Re: Hunspell dictionaries are not just words lists (+ other matters)

Posted by Dave Fisher <da...@comcast.net>.
On Nov 8, 2011, at 7:44 AM, Shane Curcuru wrote:

> Without commenting on the merits of Hunspell or how to - or how not to - incorporate it or related dictionaries into AOOo builds, I will note that this thread has strayed off topic for the developers here on ooo-dev@.
> 
> If an Apache project needs legal advice to move forward with their project's work, it should form a *specific* question and take it to legal-discuss@.  Otherwise, we should focus on figuring out how to make a great AOOo build and organizing the many migration tasks from the *.oo.o handover here on ooo-dev@ and leave complex and non-specififc legal discussions elsewhere.
> 
> - Shane, having seen far too many discussions between developers about the law distract far too much attention from writing useful code

It seems that the other thread - "GPL'd Dictionaries ..." has returned back to the beginning and is focused on an answer - at least for Installation.

Someone, I don't know who, will need to focus on the extensions and templates servers at OSUOSL which are Drupal and can be hammered at times.

See you in Vancouver later today.

Regards,
Dave


Re: Hunspell dictionaries are not just words lists (+ other matters)

Posted by "Olivier R." <ol...@gmail.com>.
You are right. I'm leaving now. I'll just read whatever conclusion is 
coming out of all of this.

Goodbye.

Olivier

Re: Hunspell dictionaries are not just words lists (+ other matters)

Posted by Shane Curcuru <as...@shanecurcuru.org>.
Without commenting on the merits of Hunspell or how to - or how not to - 
incorporate it or related dictionaries into AOOo builds, I will note 
that this thread has strayed off topic for the developers here on ooo-dev@.

If an Apache project needs legal advice to move forward with their 
project's work, it should form a *specific* question and take it to 
legal-discuss@.  Otherwise, we should focus on figuring out how to make 
a great AOOo build and organizing the many migration tasks from the 
*.oo.o handover here on ooo-dev@ and leave complex and non-specififc 
legal discussions elsewhere.

- Shane, having seen far too many discussions between developers about 
the law distract far too much attention from writing useful code

Re: Hunspell dictionaries are not just words lists (+ other matters)

Posted by Christian Lohmaier <cl...@openoffice.org>.
Hi Rob, *,

On Tue, Nov 8, 2011 at 1:58 AM, Rob Weir <ro...@apache.org> wrote:
> On Mon, Nov 7, 2011 at 7:29 PM, Christian Lohmaier <cl...@openoffice.org> wrote:
>> On Tue, Nov 8, 2011 at 12:34 AM, Rob Weir <ro...@apache.org> wrote:
>> [...]
>> Why don't you just admit that you have absolutely no clue about how
>> the dictionaries (or for that matter hunspell/affix compression as a
>> whole) works?
>
> Actually, I know quite a lot about spell checking and dictionaries.
> And copyright.  How a work is created is totally irrelevant. A
> painting is not copyrightable because of what paint the artist uses or
> how they hold the brush.

Yes, and  nobody claims the words that a dictionary represents or
whatever fragment of grammar it entails would be copyrightable.

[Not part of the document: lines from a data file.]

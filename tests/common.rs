#![allow(dead_code)]

use diesel::sqlite::SqliteConnection;
use rocket::http::{ContentType, Status};
use rocket::local::blocking::{Client, LocalResponse};
use rocket::serde::json::Value;
use sentence_lab::database::{establish_connection, run_migrations};
use serde_json::json;
use std::sync::atomic::{AtomicUsize, Ordering};

static DATABASE_COUNT: AtomicUsize = AtomicUsize::new(0);

pub fn prepare_new_database() -> String {
    let database_path = std::env::temp_dir().join(format!(
        "sentence_lab_test_{}_{}.db",
        std::process::id(),
        DATABASE_COUNT.fetch_add(1, Ordering::Relaxed)
    ));
    for suffix in ["", "-wal", "-shm"] {
        let _ = std::fs::remove_file(format!("{}{}", database_path.display(), suffix));
    }

    let database_url = database_path.display().to_string();
    let mut database_connection = create_database_connection(&database_url);
    run_migrations(&mut database_connection).expect("migrations should run");

    database_url
}

pub fn create_client() -> (Client, String) {
    let database_url = prepare_new_database();
    let rocket = sentence_lab::rocket(&database_url);

    (
        Client::tracked(rocket).expect("client should launch"),
        database_url,
    )
}

pub fn create_database_connection(database_url: &str) -> SqliteConnection {
    establish_connection(database_url).expect("database connection should be established")
}

pub fn send_post_request_with_json<'a>(
    client: &'a Client,
    url: &'a str,
    json: Value,
) -> LocalResponse<'a> {
    client
        .post(url)
        .header(ContentType::JSON)
        .body(json.to_string())
        .dispatch()
}

pub fn send_get_request<'a>(client: &'a Client, url: &'a str) -> LocalResponse<'a> {
    client.get(url).dispatch()
}

pub fn response_to_json(response: LocalResponse) -> Value {
    response.into_json::<Value>().expect("body must be json")
}

pub fn assert_fail(json: &Value, message: &str) {
    let response_status = json
        .get("status")
        .expect("should include 'status' field")
        .as_str();

    assert_eq!(response_status, Some("fail"));

    let response_message = json
        .get("message")
        .expect("should include 'message' field")
        .as_str();

    assert_eq!(response_message, Some(message));
}

fn collect_fail_reasons(json: &Value) -> Vec<String> {
    json.get("reasons")
        .expect("should include 'reasons' field")
        .as_array()
        .expect("'reasons' should be an array")
        .iter()
        .map(|reason| {
            reason
                .as_str()
                .expect("all elements in 'reasons' should be strings")
                .to_string()
        })
        .collect::<Vec<String>>()
}

pub fn assert_fail_reasons_validation_fields(json: &Value, fields: Vec<String>) {
    let fields_len = fields.len();
    let response_reasons = collect_fail_reasons(json);
    let response_reasons_len = response_reasons.len();

    assert_eq!(
        response_reasons_len, fields_len,
        "response should have exactly {} reasons; received amount of response reasons: {}",
        fields_len, response_reasons_len
    );

    'fields: for field in &fields {
        for response_reason in &response_reasons {
            if response_reason.starts_with(&(format!(r#"field "{}"#, field))) {
                continue 'fields;
            }
        }

        panic!(
            "response reasons should contain '{}' error; received response reasons: {:?}",
            field, response_reasons
        );
    }
}

pub fn assert_success(json: &Value) {
    let response_status = json
        .get("status")
        .expect("should include 'status' field")
        .as_str();

    assert_eq!(response_status, Some("success"));
    assert!(json.get("data").is_some());
}

/// Posts `json` to `url`, expects success and returns the response's `data`.
pub fn post_success(client: &Client, url: &str, json: Value) -> Value {
    let response = send_post_request_with_json(client, url, json);
    assert_eq!(response.status(), Status::Ok);
    let json = response_to_json(response);
    assert_success(&json);

    json["data"].clone()
}

pub fn get_success(client: &Client, url: &str) -> Value {
    let response = send_get_request(client, url);
    assert_eq!(response.status(), Status::Ok);
    let json = response_to_json(response);
    assert_success(&json);

    json["data"].clone()
}

pub fn id_of(data: &Value) -> i64 {
    data["id"].as_i64().expect("should include numeric 'id'")
}

pub fn add_tag(client: &Client, name: &str, vocab_topic: &str, vocab_subtopic: Option<&str>) -> i64 {
    let data = post_success(
        client,
        "/api/tags-with-mapping",
        json!({
            "name": name,
            "type": "topic",
            "vocab_topic": vocab_topic,
            "vocab_subtopic": vocab_subtopic,
        }),
    );

    data["tag_id"].as_i64().expect("should include 'tag_id'")
}

pub fn add_template(client: &Client, pattern: &str, tag_id: i64) -> i64 {
    let template_id = id_of(&post_success(
        client,
        "/api/sentence-templates",
        json!({ "template_pattern": pattern, "is_active": true }),
    ));
    post_success(
        client,
        "/api/taggings",
        json!({ "tag_id": tag_id, "target_id": template_id }),
    );

    template_id
}

pub fn add_slot(client: &Client, template_id: i64, slot_name: &str, part_of_speech: &str, order_index: i64) -> i64 {
    id_of(&post_success(
        client,
        "/api/template-slots",
        json!({
            "template_id": template_id,
            "slot_name": slot_name,
            "part_of_speech": part_of_speech,
            "is_required": true,
            "order_index": order_index,
        }),
    ))
}

pub fn add_vocabulary(client: &Client, vocabulary: Value) -> i64 {
    id_of(&post_success(client, "/api/vocabulary", vocabulary))
}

> Spell checking dictionaries are just compilations of facts

As is any other software. Following that logic, you could not put a
copyright on *anything*, as the law of physics or math are the same
for everyone.

> that are
> constrained by the preexisting external facts of the language.  The
> compiler of the dictionary does not create these facts.

No computer dictionary in the world is a perfect representation of the
"facts" that make up a language. There is no dictionary with 100%
accuracy. There is no way to take a dictionary and reverseengineer the
language from it.

Unmunge a hunspell dictionary, especially one with componds enabled,
and you will get gigabyte over gigabyte of "valid" (as by the rules of
the dictionary, not by the rules of the language)  words.
Claiming that a dictionary represents external *facts* of the language
just doesn't make any sense.

> He  merely
> encodes them.

No, this is not true. If it was encoding of the facts, you would
create a perfect dictionary. But what affix transformations are
created depends on the creator of the dictionary, the stems that are
included in the dictionary, what level of accuracy is targeted. The
existing affix rules affect other rules in a complex way. These are
not just "outside facts".

>  The particular dictionary might be copyrightable as a
> specific selection, coordination and arrangement of these facts, but
> fair use would allow me to extract the  same facts from the
> dictionaries, via reverse engineering, and make my own selection,
> coordination and arrangement of these same facts and distribute them
> as my own dictionary.

Of course you are free to create your own dictionary. But once gain
your conclusion is silly to the point where I cannot take you
seriously.

You logic really means that you cannot copyright any kind of software,
because you are still able to write your own copy that does the same
since the fundamental math that makes up software is the same, as
you're just rearranging some keywords, the fundamental facts of the
programming language around.

This is stupid.

While it is true that you can rewrite software to do the same, and no
copyright does hinder you from doing so (as Tor implied there might be
other means like patents or other stuff that have nothing to do with
copyright), you all put copyright statements in sourcecode.

>  In other words, you might be able to protect
> the compilation of facts, but you cannot protect the underlying facts,

Yes, with that I agree. (Everyone does I guess). Except the
"compilation of facts" part. It is not a compilation of facts. It is
"guesswork", closing the gaps to the actual facts.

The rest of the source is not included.